Determinada empresa monopolista tem função custo dada por C(q) = 30 + 10q, sendo q a quantidade produzida do produto e C o custo total de produção. A demanda do mercado em que a empresa atua é dada por P(q) = 100 – 2q, em que q é a quantidade consumida do produto e P é o preço de mercado do produto. A empresa pratica discriminação de preços de 1.º grau. Nessa situação hipotética, o lucro da empresa está entre
- A)950 e 1.000.
Errada, porque o lucro calculado é maior do que 1.000 e não cai nesse intervalo.
- B)1.000 e 1.050.
Errada, porque o lucro da empresa fica acima de 1.050, já que a discriminação de 1.º grau aumenta bastante a receita.
- C)1.800 e 2.000.
Certa, porque o lucro é 1995, que está entre 1.800 e 2.000.
- D)1.050 e 1.450.
Errada, porque o lucro ultrapassa 1.450 e não se limita a esse intervalo.
- E)1.450 e 1.800.
Errada, porque o lucro fica acima de 1.800, então não está entre 1.450 e 1.800.
Gabarito: C
Em monopólio com discriminação de preços de 1.º grau, a empresa cobra de cada consumidor exatamente o maior preço que ele aceita pagar. Em outras palavras, ela “espreme” todo o excedente do consumidor para dentro da sua receita. É um cenário bem favorável ao monopolista, porque ele vende cada unidade por um preço diferente, de acordo com a disposição a pagar. O ponto-chave aqui é a escolha da quantidade. Mesmo com discriminação perfeita, a empresa não produz qualquer quantidade: ela produz até o ponto em que o preço da demanda se iguala ao custo marginal.
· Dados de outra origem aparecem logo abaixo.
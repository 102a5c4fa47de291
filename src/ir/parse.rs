//! Logical-line splitting and tokenization for Compact IR text

/// One non-blank logical line of IR text.
///
/// Borrowed from the input string; lines exist only for the duration of a
/// validation pass.
#[derive(Debug, Clone)]
pub struct Line<'a> {
    /// 1-based position within the trimmed text. Interior blank lines
    /// advance the numbering even though they produce no `Line`.
    pub number: usize,
    /// Trimmed line text
    pub text: &'a str,
    /// Whitespace-separated tokens; `tokens[0]` is the opcode candidate
    pub tokens: Vec<&'a str>,
}

/// Split raw IR text into non-blank logical lines.
///
/// The whole text is trimmed first, then split on `\n`. Every line of the
/// trimmed text consumes a line number; blank lines are dropped from the
/// result.
#[must_use]
pub fn logical_lines(ir: &str) -> Vec<Line<'_>> {
    ir.trim()
        .split('\n')
        .enumerate()
        .filter_map(|(i, raw)| {
            let text = raw.trim();
            if text.is_empty() {
                return None;
            }
            Some(Line {
                number: i + 1,
                text,
                tokens: text.split_whitespace().collect(),
            })
        })
        .collect()
}
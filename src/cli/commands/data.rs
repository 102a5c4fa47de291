//! Data command implementation

use std::process::ExitCode;

use crate::cli::logging::{log, LogLevel};
use crate::data::{analyze, load_jsonl, CorpusStats};
use crate::error::Result;

/// Format corpus statistics as a terminal report.
#[must_use]
pub fn format_stats(stats: &CorpusStats) -> String {
    let mut lines = vec![format!("Total examples: {}", stats.total_examples)];

    if !stats.families.is_empty() {
        lines.push(String::new());
        lines.push("Families:".to_string());
        for (family, count) in &stats.families {
            lines.push(format!("  {family}: {count}"));
        }
    }

    if !stats.complexity.is_empty() {
        lines.push(String::new());
        lines.push("Complexity:".to_string());
        for (level, count) in &stats.complexity {
            lines.push(format!("  {level}: {count}"));
        }
    }

    if let Some(text) = stats.text_length {
        lines.push(String::new());
        lines.push(format!(
            "Text length: min {} / max {} / mean {:.1}",
            text.min, text.max, text.mean
        ));
    }
    if let Some(ir) = stats.ir_length {
        lines.push(format!(
            "IR length:   min {} / max {} / mean {:.1}",
            ir.min, ir.max, ir.mean
        ));
    }

    lines.join("\n")
}

/// Run `tallar data`.
pub fn run_data(args: &crate::cli::args::DataArgs, log_level: LogLevel) -> Result<ExitCode> {
    let samples = load_jsonl(&args.path)?;
    let stats = analyze(&samples);

    log(log_level, LogLevel::Normal, &format_stats(&stats));

    Ok(ExitCode::SUCCESS)
}

#[cfg(test)]
mod tests {
    use super::*;
    use crate::data::DesignSample;

    #[test]
    fn test_format_stats_sections() {
        let samples = vec![
            DesignSample {
                text: "a cube".into(),
                ir: "C 1 1 1".into(),
                family: Some("box".into()),
                complexity: Some(1),
            },
            DesignSample {
                text: "a sphere".into(),
                ir: "S 0.5".into(),
                family: None,
                complexity: None,
            },
        ];
        let report = format_stats(&analyze(&samples));

        assert!(report.contains("Total examples: 2"));
        assert!(report.contains("  box: 1"));
        assert!(report.contains("  unknown: 1"));
        assert!(report.contains("Text length:"));
        assert!(report.contains("IR length:"));
    }

    #[test]
    fn test_format_stats_empty() {
        let report = format_stats(&analyze(&[]));
        assert_eq!(report, "Total examples: 0");
    }
}
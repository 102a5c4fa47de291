//! Model evaluation: metrics, offline driver, and reporting
//!
//! - [`metrics`]: per-example records, exact match, aggregate accuracies
//! - [`evaluator`]: the driver and its capability seams
//! - [`extract`]: completion post-processing
//!
//! # Example
//!
//! ```
//! use tallar::data::DesignSample;
//! use tallar::eval::{Evaluator, PregeneratedCompletions};
//!
//! let samples = vec![DesignSample {
//!     text: "a unit sphere".into(),
//!     ir: "S 1.0".into(),
//!     family: None,
//!     complexity: None,
//! }];
//! let generations = PregeneratedCompletions::new(vec!["S 1.0".into()]);
//!
//! let (records, metrics) = Evaluator::new(&generations).evaluate(&samples)?;
//! assert_eq!(records.len(), 1);
//! assert_eq!(metrics.exact_match, 1);
//! # Ok::<(), tallar::Error>(())
//! ```

pub mod evaluator;
pub mod extract;
pub mod metrics;

pub use evaluator::{
    render_report, CompletionSource, Evaluator, GeometryChecker, PregeneratedCompletions,
};
pub use extract::{extract_ir, IR_MARKER};
pub use metrics::{aggregate, error_bucket, exact_match, AggregateMetrics, EvalRecord};
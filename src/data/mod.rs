//! Design corpus loading and prompt formatting
//!
//! Training data is JSONL: one `{"text": "...", "ir": "..."}` object per
//! line, optionally tagged with a shape family and a complexity level.
//! The same prompt template drives both training-example formatting and
//! evaluation-time prompting, so the two can never drift apart.

use std::collections::BTreeMap;
use std::path::Path;

use serde::{Deserialize, Serialize};

use crate::error::{Error, Result};

/// A single design-description → Compact-IR training pair.
#[derive(Debug, Clone, Serialize, Deserialize)]
pub struct DesignSample {
    /// Natural-language design description
    pub text: String,
    /// Ground-truth Compact IR program
    pub ir: String,
    /// Shape family tag (e.g. "bracket", "enclosure")
    #[serde(default, skip_serializing_if = "Option::is_none")]
    pub family: Option<String>,
    /// Construction complexity level
    #[serde(default, skip_serializing_if = "Option::is_none")]
    pub complexity: Option<u32>,
}

/// Load design samples from a JSONL file. Blank lines are skipped.
///
/// # Errors
/// Returns an error if the file cannot be read or a row fails to parse;
/// parse errors carry the 1-based line number.
pub fn load_jsonl(path: &Path) -> Result<Vec<DesignSample>> {
    let content =
        std::fs::read_to_string(path).map_err(|e| Error::Io(format!("{}: {e}", path.display())))?;

    let mut samples = Vec::new();
    for (line_num, line) in content.lines().enumerate() {
        if line.trim().is_empty() {
            continue;
        }
        let sample: DesignSample = serde_json::from_str(line).map_err(|e| Error::Parse {
            line: line_num + 1,
            message: e.to_string(),
        })?;
        samples.push(sample);
    }
    Ok(samples)
}

/// Train/validation/test splits of the design corpus.
#[derive(Debug, Clone, Default)]
pub struct DesignCorpus {
    /// Training samples
    pub train: Vec<DesignSample>,
    /// Validation samples
    pub val: Vec<DesignSample>,
    /// Held-out test samples
    pub test: Vec<DesignSample>,
}

impl DesignCorpus {
    /// Load all three splits from JSONL files.
    ///
    /// `max_samples` caps the training split for debugging runs; the
    /// validation split is capped at a tenth of it.
    ///
    /// # Errors
    /// Returns the first load failure.
    pub fn load(
        train_path: &Path,
        val_path: &Path,
        test_path: &Path,
        max_samples: Option<usize>,
    ) -> Result<Self> {
        let mut train = load_jsonl(train_path)?;
        let mut val = load_jsonl(val_path)?;
        let test = load_jsonl(test_path)?;

        if let Some(n) = max_samples {
            train.truncate(n);
            val.truncate(n / 10);
        }

        Ok(Self { train, val, test })
    }

    /// Total number of samples across all splits.
    #[must_use]
    pub fn len(&self) -> usize {
        self.train.len() + self.val.len() + self.test.len()
    }

    /// Whether every split is empty.
    #[must_use]
    pub fn is_empty(&self) -> bool {
        self.train.is_empty() && self.val.is_empty() && self.test.is_empty()
    }
}

/// Prompt construction for completion-style training and evaluation.
///
/// The training template interpolates `{text}` and `{ir}`; the response
/// marker is the substring after which loss is unmasked during training
/// and after which the IR is extracted during evaluation.
#[derive(Debug, Clone, PartialEq, Eq, Serialize, Deserialize)]
pub struct PromptTemplate {
    /// Full training template with `{text}` and `{ir}` placeholders
    pub template: String,
    /// Marker that precedes the completion
    pub response_marker: String,
}

impl Default for PromptTemplate {
    fn default() -> Self {
        Self {
            template: "Design: {text}\n\nCompact IR:\n{ir}".to_string(),
            response_marker: "\n\nCompact IR:\n".to_string(),
        }
    }
}

impl PromptTemplate {
    /// Format a full training example (prompt and target IR).
    #[must_use]
    pub fn format_training(&self, sample: &DesignSample) -> String {
        self.template
            .replace("{text}", &sample.text)
            .replace("{ir}", &sample.ir)
    }

    /// Format the generation prompt for a design description: the
    /// training template with the `{ir}` slot left empty.
    #[must_use]
    pub fn format_prompt(&self, text: &str) -> String {
        self.template.replace("{ir}", "").replace("{text}", text)
    }
}

/// Length summary over a corpus field.
#[derive(Debug, Clone, Copy, PartialEq, Serialize, Deserialize)]
pub struct LengthStats {
    /// Shortest value, in characters
    pub min: usize,
    /// Longest value, in characters
    pub max: usize,
    /// Mean length, in characters
    pub mean: f64,
}

fn length_stats(lengths: &[usize]) -> Option<LengthStats> {
    let (first, rest) = lengths.split_first()?;
    let (mut min, mut max, mut sum) = (*first, *first, *first);
    for &len in rest {
        min = min.min(len);
        max = max.max(len);
        sum += len;
    }
    Some(LengthStats {
        min,
        max,
        mean: sum as f64 / lengths.len() as f64,
    })
}

/// Statistics over a single corpus split.
#[derive(Debug, Clone, Default, Serialize, Deserialize)]
pub struct CorpusStats {
    /// Number of samples
    pub total_examples: usize,
    /// Sample count per shape family; untagged samples count as "unknown"
    pub families: BTreeMap<String, usize>,
    /// Sample count per complexity level; untagged samples count as 0
    pub complexity: BTreeMap<u32, usize>,
    /// Description length summary, absent for an empty split
    pub text_length: Option<LengthStats>,
    /// IR length summary, absent for an empty split
    pub ir_length: Option<LengthStats>,
}

/// Compute statistics over a corpus split.
#[must_use]
pub fn analyze(samples: &[DesignSample]) -> CorpusStats {
    let mut families: BTreeMap<String, usize> = BTreeMap::new();
    let mut complexity: BTreeMap<u32, usize> = BTreeMap::new();
    let mut text_lengths = Vec::with_capacity(samples.len());
    let mut ir_lengths = Vec::with_capacity(samples.len());

    for sample in samples {
        let family = sample.family.as_deref().unwrap_or("unknown");
        *families.entry(family.to_string()).or_insert(0) += 1;
        *complexity.entry(sample.complexity.unwrap_or(0)).or_insert(0) += 1;
        text_lengths.push(sample.text.len());
        ir_lengths.push(sample.ir.len());
    }

    CorpusStats {
        total_examples: samples.len(),
        families,
        complexity,
        text_length: length_stats(&text_lengths),
        ir_length: length_stats(&ir_lengths),
    }
}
Isso acontece porque a última unidade só vale a pena se o benefício social dela ainda cobrir o custo de produzi-la. No enunciado, a demanda é P(q) = 100 - 2q e o custo total é C(q) = 30 + 10q. Como o custo marginal é 10, basta resolver 100 - 2q = 10, o que dá q = 45. Depois, a receita com discriminação de 1.º grau é a área sob a curva de demanda: integral de 0 a 45 de (100 - 2q)dq = 2475. O custo total nessa quantidade é C(45) = 30 + 10(45) = 480. Então o lucro é 2475 - 480 = 1995. Por isso, o valor fica entre 1.800 e 2.000, exatamente o intervalo da alternativa C. A lógica é clássica de microeconomia: com discriminação perfeita, o monopolista produz a quantidade eficiente, mas fica com todo o excedente.